It honestly seems to be personal preference when it comes to things like flat saber grinds.

Btw, I do remember Walter mentioning that he does pull the handle toward him in one of his videos, I'll see if I can't find which one.

~Paul
My Youtube Channel
... (Some older vids of some of the older knives I made)
 
Btw, I do remember Walter mentioning that he does pull the handle toward him in one of his videos, I'll see if I can't find which one.

~Paul
My Youtube Channel
... (Some older vids of some of the older knives I made)
Please do! Ive watched a lot of his videos (i like his sense of humor!), but dont remember him actually saying that - though it seems visually that is what he is doing. I dont know, maybe it is just me, but that seems such a fundamental technique thing, i am surprised more people dont talk explicitly about it.... ??? Maybe it is such an unconscious thing they dont really realize they are doing it?
 
You just have to be careful not to pull the handle too far out and thus grind off the tip. As Walter noted, the main difference is in the scratch pattern left by the belt. I think on certain grinds, the scratch pattern can look much more attractive when the blade is rotated, such as on smaller blades like folders, but I've yet to get used to grinding that way. I think it's best to learn both techniques so that you can pretty much grind anything that comes at ya.
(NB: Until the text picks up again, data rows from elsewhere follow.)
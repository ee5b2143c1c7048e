use crate::{
    Error, Result,
    context::{Context, Plugin},
};
use rusqlite::Connection;
use std::fs;
use std::path::{Path, PathBuf};

//////////////////////////////////////////////////////
// PUBLIC API
//////////////////////////////////////////////////////

/// Add this plugin to a `Context` before any plugin that registers
/// tables.
#[derive(Default, Clone)]
pub struct DbPlugin;

/// A connection to the underlying SQLite database.
pub struct DbConnection {
    // The rusqlite connection. None once the database is erased.
    connection: Option<Connection>,

    // The file the database was opened from.
    // None if it's an in-memory connection.
    db_path: Option<PathBuf>,

    // The tables created when the connection was opened.
    tables: Vec<TableConfig>,
}

crate::impl_resource!(DbConnection);

impl DbConnection {
    /// Opens an in-memory database with the given tables.
    pub fn open_in_memory(tables: Vec<TableConfig>) -> Result<Self> {
        let connection = Connection::open_in_memory()?;
        Self::setup_connection(&connection, &tables)?;

        Ok(Self {
            connection: Some(connection),
            db_path: None,
            tables,
        })
    }

    /// Opens (or creates) a database file, creating any missing
    /// parent directories.
    pub fn open_from_path(path: &Path, tables: Vec<TableConfig>) -> Result<Self> {
        if let Some(parent) = path.parent() {
            fs::create_dir_all(parent)?;
        }

        let connection = Connection::open(path)?;
        Self::setup_connection(&connection, &tables)?;
        tracing::info!(path = %path.display(), "opened database");

        Ok(Self {
            connection: Some(connection),
            db_path: Some(path.to_path_buf()),
            tables,
        })
    }

    /// Returns true if the connection is open.
    pub fn is_open(&self) -> bool {
        self.connection.is_some()
    }

    /// Gets the path of the database file opened by this connection.
    pub fn db_path(&self) -> Option<&Path> {
        self.db_path.as_deref()
    }

    /// The open rusqlite connection.
    pub fn connection(&self) -> Result<&Connection> {
        self.connection.as_ref().ok_or(Error::NoConnection)
    }

    /// Gets the `TableConfig`s this connection was opened with.
    pub fn tables(&self) -> &[TableConfig] {
        &self.tables
    }

    /// Counts the rows in a registered table.
    pub fn row_count(&self, table: &str) -> Result<i64> {
        self.check_table(table)?;
        let count = self.connection()?.query_row(
            &format!("SELECT COUNT(*) FROM {table}"),
            [],
            |row| row.get(0),
        )?;
        Ok(count)
    }

    /// Writes a consistent copy of the database to `out_path`,
    /// overwriting the file if it exists.
    pub fn backup_to(&self, out_path: &Path) -> Result<()> {
        let connection = self.connection()?;
        if out_path.exists() {
            fs::remove_file(out_path)?;
        }
        let target = out_path
            .to_str()
            .ok_or_else(|| Error::Validation(format!("non utf-8 path {out_path:?}")))?;
        connection.execute("VACUUM INTO ?1", [target])?;
        Ok(())
    }

    /// Closes and deletes the database. In-memory databases are just
    /// closed. Fails if the connection is already closed.
    pub fn delete_db(&mut self) -> Result<()> {
        let connection = self.connection.take().ok_or(Error::NoConnection)?;
        connection.close().map_err(|(_, e)| e)?;

        if let Some(db_path) = self.db_path.take() {
            fs::remove_file(&db_path)?;
            tracing::warn!(path = %db_path.display(), "erased database");
        }

        Ok(())
    }
}

/// The schema for one SQL table. Every table gets an integer
/// `id` primary key in addition to its declared columns.
#[derive(Clone, Debug)]
pub struct TableConfig {
    table_name: String,
    columns: Vec<(String, String)>,
}

impl TableConfig {
    pub fn new(table_name: impl Into<String>) -> Self {
        Self {
            table_name: table_name.into(),
            columns: Vec::new(),
        }
    }

    /// Adds a column with its SQL type and constraints,
    /// e.g. `"TEXT NOT NULL DEFAULT ''"`.
    pub fn column(mut self, name: impl Into<String>, sql_type: impl Into<String>) -> Self {
        self.columns.push((name.into(), sql_type.into()));
        self
    }

    pub fn table_name(&self) -> &str {
        &self.table_name
    }

    pub fn column_names(&self) -> impl Iterator<Item = &str> {
        self.columns.iter().map(|(name, _)| name.as_str())
    }

    fn create_sql(&self) -> String {
        let mut columns = vec!["id INTEGER PRIMARY KEY".to_string()];
        columns.extend(self.columns.iter().map(|(name, ty)| format!("{name} {ty}")));
        format!(
            "CREATE TABLE IF NOT EXISTS {} ({})",
            self.table_name,
            columns.join(", ")
        )
    }
}

/// An extension to `Context` for database access.
pub trait DbContextExt {
    /// Gets the database connection, if `startup` has opened it.
    fn db_connection(&mut self) -> Result<&mut DbConnection>;

    /// Registers a table to create on `Context::startup`.
    fn add_table(&mut self, table: TableConfig) -> &mut Context;
}

impl DbContextExt for Context {
    fn db_connection(&mut self) -> Result<&mut DbConnection> {
        self.get_resource_mut::<DbConnection>().ok_or(Error::NoConnection)
    }

    fn add_table(&mut self, table: TableConfig) -> &mut Context {
        if let Some(configs) = self.get_resource_mut::<DbTableConfigs>() {
            configs.configs.push(table);
        } else {
            self.add_resource(DbTableConfigs {
                configs: vec![table],
            });
        }
        self
    }
}

//////////////////////////////////////////////////////
// PRIVATE IMPLEMENTATION
//////////////////////////////////////////////////////

/// The tables requested before startup.
#[derive(Default)]
pub(crate) struct DbTableConfigs {
    configs: Vec<TableConfig>,
}

crate::impl_resource!(DbTableConfigs);

impl DbTableConfigs {
    pub(crate) fn configs(&self) -> &[TableConfig] {
        &self.configs
    }
}

impl Plugin for DbPlugin {
    fn build(self, context: &mut Context) -> Result<()> {
        if !context.has_resource::<DbTableConfigs>() {
            context.add_resource(DbTableConfigs::default());
        }
        Ok(())
    }
}

impl DbConnection {
    fn setup_connection(connection: &Connection, tables: &[TableConfig]) -> Result<()> {
        for table in tables {
            connection.execute(&table.create_sql(), [])?;
        }
        Ok(())
    }

    // table names are interpolated into SQL, so only registered ones
    // are accepted
    fn check_table(&self, table: &str) -> Result<()> {
        if self.tables.iter().any(|t| t.table_name == table) {
            Ok(())
        } else {
            Err(Error::NotFound(format!("table {table:?}")))
        }
    }
}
It is a bit difference on hollow grinds, where the geometry of the blade actually changes whether you rotate the blade of pull the handle towards yourself, because the curve of the wheel changes depending on it's relation to the blade. Guys who grind an "ura" (a large, yet shallow hollow) on the backside of chisel ground kitchen knives for example, are able to increase the radius of the hollow grind using the same contact wheel merely by pulling the blades across it at an angle, like if the tip is further to the ground and the tang is higher in the air, like a 45 degree angle to the floor. Hope that makes sense.

~Paul
My YoutubeChannel
... (Some older vids of some of the older knives I made)
 
A full flat grind on a kitchen knife makes it almost unusable on some foods with striction.
All food sticks to the blade,some like wet potatoes stick like s#£t to a blanket
With a convexed blade food falls away from the blade,nothing sticks
 
What do people who use a jig that sits on the work rest do? Natlek - i am thinking of you! :)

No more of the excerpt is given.